What you need to do:
Reproduce the first line of the material below and each line after it, exactly, through the line containing "must not change.", and give nothing more.

Source information:
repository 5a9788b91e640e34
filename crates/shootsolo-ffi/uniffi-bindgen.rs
fn main() {
    uniffi::uniffi_bindgen_main()
}
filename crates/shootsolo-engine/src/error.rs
use std::fmt;

/// Error codes reported to the UI layer.
///
/// These strings are part of the channel contract and must not change.
#[derive(Debug, Clone, Copy, PartialEq, Eq, Hash)]
pub enum ErrorCode {
    /// Storage statistics could not be read
    Unavailable,
    /// A required argument was missing or empty
    InvalidArgument,
    /// The source recording does not exist
    FileNotFound,
    /// The media library refused access
    PermissionDenied,
    /// Copy or registration failed for every destination
    Failed,
}

impl ErrorCode {
    pub fn as_str(&self) -> &'static str {
        match self {
            ErrorCode::Unavailable => "UNAVAILABLE",
            ErrorCode::InvalidArgument => "INVALID_ARGUMENT",
            ErrorCode::FileNotFound => "FILE_NOT_FOUND",
            ErrorCode::PermissionDenied => "PERMISSION_DENIED",
            ErrorCode::Failed => "FAILED",
        }
    }
}

impl fmt::Display for ErrorCode {
    fn fmt(&self, f: &mut fmt::Formatter<'_>) -> fmt::Result {
        f.write_str(self.as_str())
    }
}
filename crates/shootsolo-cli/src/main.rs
//! ShootSolo CLI: query free space and push recordings into the desktop gallery.
//!
//! Reads `~/.config/shootsolo/config.toml` unless `--config` points elsewhere.

use anyhow::{Context, Result, bail};
use clap::{Parser, Subcommand};
use shootsolo_config::Config;
use shootsolo_engine::platform::default_data_dir;
use shootsolo_engine::{
    Bridge, ErrorCode, GalleryError, LocalMediaIndex, ScanRegistrar, StandardDirectories,
};
use std::path::PathBuf;
use std::process;
use std::sync::Arc;

#[derive(Parser)]
#[command(name = "shootsolo-cli", about = "ShootSolo storage and gallery tools")]
struct Cli {
    /// Config file to use instead of the default location
    #[arg(long, global = true)]
    config: Option<PathBuf>,

    #[command(subcommand)]
    command: Commands,
}

#[derive(Subcommand)]
enum Commands {
    /// Print the free bytes available to the app
    Storage {
        /// Directory whose filesystem is measured
        #[arg(long)]
        data_dir: Option<PathBuf>,
    },
    /// Copy a recording into the gallery and register it
    ///
    /// Empty files are refused by the desktop index, so saving one always
    /// fails with FAILED after every candidate folder was tried.
    Save {
        /// Recording to save
        path: String,
    },
    /// Write a config file holding the current settings
    InitConfig {
        /// Replace an existing file
        #[arg(long)]
        force: bool,
    },
}

/// A failure the bridge reported with a channel error code
struct CodedError {
    code: ErrorCode,
    message: String,
}

fn main() {
    env_logger::Builder::from_env(env_logger::Env::default().default_filter_or("warn")).init();

    let cli = Cli::parse();

    let runtime = match tokio::runtime::Runtime::new() {
        Ok(runtime) => runtime,
        Err(e) => {
            eprintln!("Error: failed to start async runtime: {e}");
            process::exit(1);
        }
    };

    match runtime.block_on(run(cli)) {
        Ok(Ok(())) => {}
        Ok(Err(coded)) => {
            eprintln!("Error [{}]: {}", coded.code, coded.message);
            process::exit(1);
        }
        Err(e) => {
            eprintln!("Error: {e:#}");
            process::exit(1);
        }
    }
}

async fn run(cli: Cli) -> Result<std::result::Result<(), CodedError>> {
    let config_path = cli.config.unwrap_or_else(Config::config_path);
    log::info!("Config path: {}", config_path.display());

    match cli.command {
        Commands::InitConfig { force } => {
            if config_path.exists() && !force {
                bail!(
                    "{} already exists (use --force to replace it)",
                    config_path.display()
                );
            }
            let config = Config::load_or_default(&config_path)?;
            config.save_to_path(&config_path)?;
            println!("Wrote {}", config_path.display());
            Ok(Ok(()))
        }
        Commands::Storage { data_dir } => {
            let config = Config::load_or_default(&config_path)?;
            let data_dir = resolve_data_dir(data_dir, &config)?;
            let bridge = desktop_bridge(&config, data_dir);

            match bridge.storage().available_bytes().await {
                Ok(bytes) => {
                    println!("{bytes}");
                    Ok(Ok(()))
                }
                Err(e) => Ok(Err(CodedError {
                    code: e.code(),
                    message: e.to_string(),
                })),
            }
        }
        Commands::Save { path } => {
            let config = Config::load_or_default(&config_path)?;
            let data_dir = resolve_data_dir(None, &config)?;
            let bridge = desktop_bridge(&config, data_dir);

            match bridge.gallery().save(&path).await {
                Ok(saved) => {
                    println!("{}", saved.confirmation());
                    println!("Handle: {}", saved.handle);
                    Ok(Ok(()))
                }
                Err(e) => {
                    let mut message = e.to_string();
                    if let GalleryError::Failed { attempts } = &e {
                        for attempt in attempts {
                            message.push_str(&format!("\n  {attempt}"));
                        }
                    }
                    Ok(Err(CodedError {
                        code: e.code(),
                        message,
                    }))
                }
            }
        }
    }
}

/// Flag, then config file, then the platform default. Created if missing.
fn resolve_data_dir(flag: Option<PathBuf>, config: &Config) -> Result<PathBuf> {
    let data_dir = match flag.or_else(|| config.data_dir.clone()) {
        Some(dir) => dir,
        None => default_data_dir().context("Could not determine a data directory")?,
    };
    std::fs::create_dir_all(&data_dir)
        .with_context(|| format!("Failed to create {}", data_dir.display()))?;
    Ok(data_dir)
}

fn desktop_bridge(config: &Config, data_dir: PathBuf) -> Bridge {
    let registrar = Arc::new(ScanRegistrar::new(Arc::new(LocalMediaIndex)));
    Bridge::compose(config, data_dir, registrar, StandardDirectories)
}
use crate::registrar::{
    AuthorizationGatekeeper, AuthorizationStatus, Completion, MediaHandle, MediaIndex,
};
use std::collections::VecDeque;
use std::fs;
use std::path::{Path, PathBuf};
use std::sync::Mutex;
use std::sync::atomic::{AtomicUsize, Ordering};
use tempfile::TempDir;

pub fn create_test_dir() -> TempDir {
    TempDir::new().expect("Failed to create temp directory")
}

pub fn create_test_file(dir: &TempDir, name: &str, content: &[u8]) -> PathBuf {
    let file_path = dir.path().join(name);
    fs::write(&file_path, content).expect("Failed to write test file");
    file_path
}

/// How a [`ScriptedIndex`] answers one scan
#[derive(Debug, Clone, Copy, PartialEq, Eq)]
pub enum ScanBehaviour {
    Index,
    Reject,
    Drop,
}

#[derive(Debug, Clone)]
pub struct ScanCall {
    pub path: PathBuf,
    pub mime_type: String,
    /// Size of the file when the index was asked about it
    pub size_at_scan: Option<u64>,
}

/// Media index that answers scans from a script, then indexes everything.
#[derive(Default)]
pub struct ScriptedIndex {
    behaviours: Mutex<VecDeque<ScanBehaviour>>,
    calls: Mutex<Vec<ScanCall>>,
}

impl ScriptedIndex {
    pub fn with(behaviours: Vec<ScanBehaviour>) -> Self {
        Self {
            behaviours: Mutex::new(behaviours.into()),
            calls: Mutex::default(),
        }
    }

    pub fn calls(&self) -> Vec<ScanCall> {
        self.calls.lock().unwrap().clone()
    }

    pub fn scanned(&self) -> Vec<PathBuf> {
        self.calls().into_iter().map(|c| c.path).collect()
    }

    pub fn mime_types(&self) -> Vec<String> {
        self.calls().into_iter().map(|c| c.mime_type).collect()
    }
}

impl MediaIndex for ScriptedIndex {
    fn scan(&self, path: &Path, mime_type: &str, completion: Completion<Option<MediaHandle>>) {
        let call_number = {
            let mut calls = self.calls.lock().unwrap();
            calls.push(ScanCall {
                path: path.to_path_buf(),
                mime_type: mime_type.to_string(),
                size_at_scan: fs::metadata(path).ok().map(|m| m.len()),
            });
            calls.len()
        };
        let behaviour = self
            .behaviours
            .lock()
            .unwrap()
            .pop_front()
            .unwrap_or(ScanBehaviour::Index);

        match behaviour {
            ScanBehaviour::Index => {
                completion.complete(Some(MediaHandle(format!(
                    "content://media/external/video/media/{call_number}"
                ))));
            }
            ScanBehaviour::Reject => {
                completion.complete(None);
            }
            ScanBehaviour::Drop => drop(completion),
        }
    }
}

/// Gatekeeper with a canned answer; `None` drops the completion unanswered.
pub struct FixedGatekeeper {
    status: Option<AuthorizationStatus>,
    requests: AtomicUsize,
}

impl FixedGatekeeper {
    pub fn granting() -> Self {
        Self::answering(Some(AuthorizationStatus::Granted))
    }

    pub fn denying() -> Self {
        Self::answering(Some(AuthorizationStatus::Denied))
    }

    pub fn silent() -> Self {
        Self::answering(None)
    }

    fn answering(status: Option<AuthorizationStatus>) -> Self {
        Self {
            status,
            requests: AtomicUsize::new(0),
        }
    }

    pub fn requests(&self) -> usize {
        self.requests.load(Ordering::SeqCst)
    }
}

impl AuthorizationGatekeeper for FixedGatekeeper {
    fn request_authorization(&self, completion: Completion<AuthorizationStatus>) {
        self.requests.fetch_add(1, Ordering::SeqCst);
        if let Some(status) = self.status {
            // Answer from another thread, like a permission dialog would
            std::thread::spawn(move || {
                completion.complete(status);
            });
        }
    }
}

Response:
repository 5a9788b91e640e34
filename crates/shootsolo-ffi/uniffi-bindgen.rs
fn main() {
    uniffi::uniffi_bindgen_main()
}
filename crates/shootsolo-engine/src/error.rs
use std::fmt;

/// Error codes reported to the UI layer.
///
/// These strings are part of the channel contract and must not change.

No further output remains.